> _Given records_:

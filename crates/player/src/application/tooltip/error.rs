use std::fmt;

use crate::domain::PopupId;

/// Why a pending open was discarded.
#[derive(Debug, Clone, Copy, PartialEq, Eq)]
pub enum StaleReason {
    /// A newer hover (or a grace expiry) replaced this ticket
    Superseded,
    /// The stack no longer ends where the ticket expects to push
    DepthChanged,
    /// The popup that contained the anchor was replaced
    ParentChanged,
    /// The same reference was opened in the meantime
    AlreadyOpen,
}

impl fmt::Display for StaleReason {
    fn fmt(&self, f: &mut fmt::Formatter<'_>) -> fmt::Result {
        let text = match self {
            StaleReason::Superseded => "superseded by a newer hover",
            StaleReason::DepthChanged => "stack depth changed",
            StaleReason::ParentChanged => "parent popup changed",
            StaleReason::AlreadyOpen => "reference already open",
        };
        f.write_str(text)
    }
}

#[derive(Debug, Clone, PartialEq, Eq, thiserror::Error)]
pub enum TooltipError {
    #[error("Open ticket {generation} is stale: {reason}")]
    StaleTicket { generation: u64, reason: StaleReason },
    #[error("Popup host could not mount a container for '{name}'")]
    HostUnavailable { name: String },
    #[error("Popup not in stack: {0}")]
    UnknownPopup(PopupId),
}

impl TooltipError {
    pub fn is_stale(&self) -> bool {
        matches!(self, TooltipError::StaleTicket { .. })
    }
}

> _Activity_:
The lines you return should be those above that contain the word "newer", every one of them.

> _Task answer_:
    /// A newer hover (or a grace expiry) replaced this ticket
            StaleReason::Superseded => "superseded by a newer hover",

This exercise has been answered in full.